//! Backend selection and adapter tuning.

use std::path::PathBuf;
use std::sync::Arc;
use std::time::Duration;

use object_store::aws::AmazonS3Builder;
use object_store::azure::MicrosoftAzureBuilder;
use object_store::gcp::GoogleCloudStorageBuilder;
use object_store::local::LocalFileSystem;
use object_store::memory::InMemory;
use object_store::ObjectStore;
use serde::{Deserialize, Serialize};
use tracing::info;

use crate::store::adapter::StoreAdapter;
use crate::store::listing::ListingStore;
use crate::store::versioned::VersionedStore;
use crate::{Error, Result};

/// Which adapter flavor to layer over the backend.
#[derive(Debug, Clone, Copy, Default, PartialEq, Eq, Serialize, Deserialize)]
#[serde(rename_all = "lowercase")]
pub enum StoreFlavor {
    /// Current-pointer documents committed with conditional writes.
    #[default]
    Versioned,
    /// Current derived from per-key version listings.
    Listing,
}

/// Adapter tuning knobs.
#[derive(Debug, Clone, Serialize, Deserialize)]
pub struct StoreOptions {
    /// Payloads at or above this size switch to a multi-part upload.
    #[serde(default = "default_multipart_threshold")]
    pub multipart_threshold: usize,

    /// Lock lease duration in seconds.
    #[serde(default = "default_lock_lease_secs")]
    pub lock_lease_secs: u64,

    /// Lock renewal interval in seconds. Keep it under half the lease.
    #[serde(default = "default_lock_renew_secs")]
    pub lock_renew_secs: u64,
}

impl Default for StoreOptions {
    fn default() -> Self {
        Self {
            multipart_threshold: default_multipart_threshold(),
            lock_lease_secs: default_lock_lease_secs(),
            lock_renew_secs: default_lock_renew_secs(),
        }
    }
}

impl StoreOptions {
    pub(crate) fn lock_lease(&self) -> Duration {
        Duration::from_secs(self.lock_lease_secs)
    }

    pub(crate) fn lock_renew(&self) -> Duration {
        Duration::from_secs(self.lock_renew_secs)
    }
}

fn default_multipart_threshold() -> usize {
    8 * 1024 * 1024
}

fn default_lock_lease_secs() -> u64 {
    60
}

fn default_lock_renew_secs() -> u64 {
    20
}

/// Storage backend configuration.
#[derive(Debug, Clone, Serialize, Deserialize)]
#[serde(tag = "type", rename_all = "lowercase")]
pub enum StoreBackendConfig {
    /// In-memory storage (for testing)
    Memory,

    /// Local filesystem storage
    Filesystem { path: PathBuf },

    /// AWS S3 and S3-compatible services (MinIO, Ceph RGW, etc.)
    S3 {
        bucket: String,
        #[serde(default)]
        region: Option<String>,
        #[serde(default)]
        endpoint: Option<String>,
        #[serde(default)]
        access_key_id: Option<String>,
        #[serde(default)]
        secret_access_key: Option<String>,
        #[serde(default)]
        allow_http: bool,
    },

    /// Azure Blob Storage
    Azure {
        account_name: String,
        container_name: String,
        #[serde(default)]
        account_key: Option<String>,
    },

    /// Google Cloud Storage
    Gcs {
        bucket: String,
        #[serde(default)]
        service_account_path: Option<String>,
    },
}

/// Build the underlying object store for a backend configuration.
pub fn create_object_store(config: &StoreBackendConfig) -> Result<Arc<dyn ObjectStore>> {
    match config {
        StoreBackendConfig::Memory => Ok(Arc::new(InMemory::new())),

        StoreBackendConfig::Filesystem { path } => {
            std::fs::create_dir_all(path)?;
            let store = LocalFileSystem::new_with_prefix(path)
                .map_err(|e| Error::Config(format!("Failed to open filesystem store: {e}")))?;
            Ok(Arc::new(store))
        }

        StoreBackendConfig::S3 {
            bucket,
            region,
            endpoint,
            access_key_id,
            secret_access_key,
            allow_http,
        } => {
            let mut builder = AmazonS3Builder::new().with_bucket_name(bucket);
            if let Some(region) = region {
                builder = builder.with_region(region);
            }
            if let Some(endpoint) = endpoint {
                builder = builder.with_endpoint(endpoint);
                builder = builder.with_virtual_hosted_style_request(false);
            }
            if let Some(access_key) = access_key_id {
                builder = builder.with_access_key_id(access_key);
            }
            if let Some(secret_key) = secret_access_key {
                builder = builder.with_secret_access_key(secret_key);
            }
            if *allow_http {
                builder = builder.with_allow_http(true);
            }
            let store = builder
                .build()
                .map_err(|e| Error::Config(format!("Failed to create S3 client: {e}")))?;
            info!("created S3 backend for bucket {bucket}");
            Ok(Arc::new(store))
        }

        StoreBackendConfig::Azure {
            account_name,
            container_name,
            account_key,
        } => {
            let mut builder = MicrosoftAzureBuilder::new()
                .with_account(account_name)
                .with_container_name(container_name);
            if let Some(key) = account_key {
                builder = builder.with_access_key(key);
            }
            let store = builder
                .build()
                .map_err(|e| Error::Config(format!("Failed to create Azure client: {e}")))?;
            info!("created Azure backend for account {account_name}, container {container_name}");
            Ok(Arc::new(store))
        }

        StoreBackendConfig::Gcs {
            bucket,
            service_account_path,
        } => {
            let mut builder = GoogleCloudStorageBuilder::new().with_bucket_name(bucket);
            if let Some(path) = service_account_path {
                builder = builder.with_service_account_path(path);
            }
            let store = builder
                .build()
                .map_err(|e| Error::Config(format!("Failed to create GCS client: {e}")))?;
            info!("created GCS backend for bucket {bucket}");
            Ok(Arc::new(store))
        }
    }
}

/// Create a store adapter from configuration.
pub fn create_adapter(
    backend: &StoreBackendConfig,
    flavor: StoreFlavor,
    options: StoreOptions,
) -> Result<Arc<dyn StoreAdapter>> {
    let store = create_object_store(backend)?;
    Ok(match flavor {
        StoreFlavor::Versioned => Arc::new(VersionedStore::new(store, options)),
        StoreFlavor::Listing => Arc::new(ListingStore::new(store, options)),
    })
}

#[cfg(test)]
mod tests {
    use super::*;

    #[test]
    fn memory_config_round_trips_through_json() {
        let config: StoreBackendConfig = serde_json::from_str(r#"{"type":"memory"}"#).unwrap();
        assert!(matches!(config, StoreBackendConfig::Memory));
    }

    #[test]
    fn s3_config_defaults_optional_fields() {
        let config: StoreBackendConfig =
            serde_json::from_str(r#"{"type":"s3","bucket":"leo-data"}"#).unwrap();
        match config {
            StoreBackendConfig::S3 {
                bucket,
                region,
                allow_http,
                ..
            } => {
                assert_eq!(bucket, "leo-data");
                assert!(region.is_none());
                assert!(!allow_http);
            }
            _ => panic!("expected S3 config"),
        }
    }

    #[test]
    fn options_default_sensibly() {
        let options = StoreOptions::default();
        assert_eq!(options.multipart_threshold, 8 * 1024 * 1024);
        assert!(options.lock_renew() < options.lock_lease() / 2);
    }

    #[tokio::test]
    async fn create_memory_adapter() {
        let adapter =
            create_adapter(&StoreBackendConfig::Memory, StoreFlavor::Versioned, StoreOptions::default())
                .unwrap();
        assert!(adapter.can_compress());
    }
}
++++++++++
-- Assignment --
Lines containing the string "region" are the ones to copy from the entries above.

-- Answer to this task --
        region: Option<String>,
            region,
            if let Some(region) = region {
                builder = builder.with_region(region);
                region,
                assert!(region.is_none());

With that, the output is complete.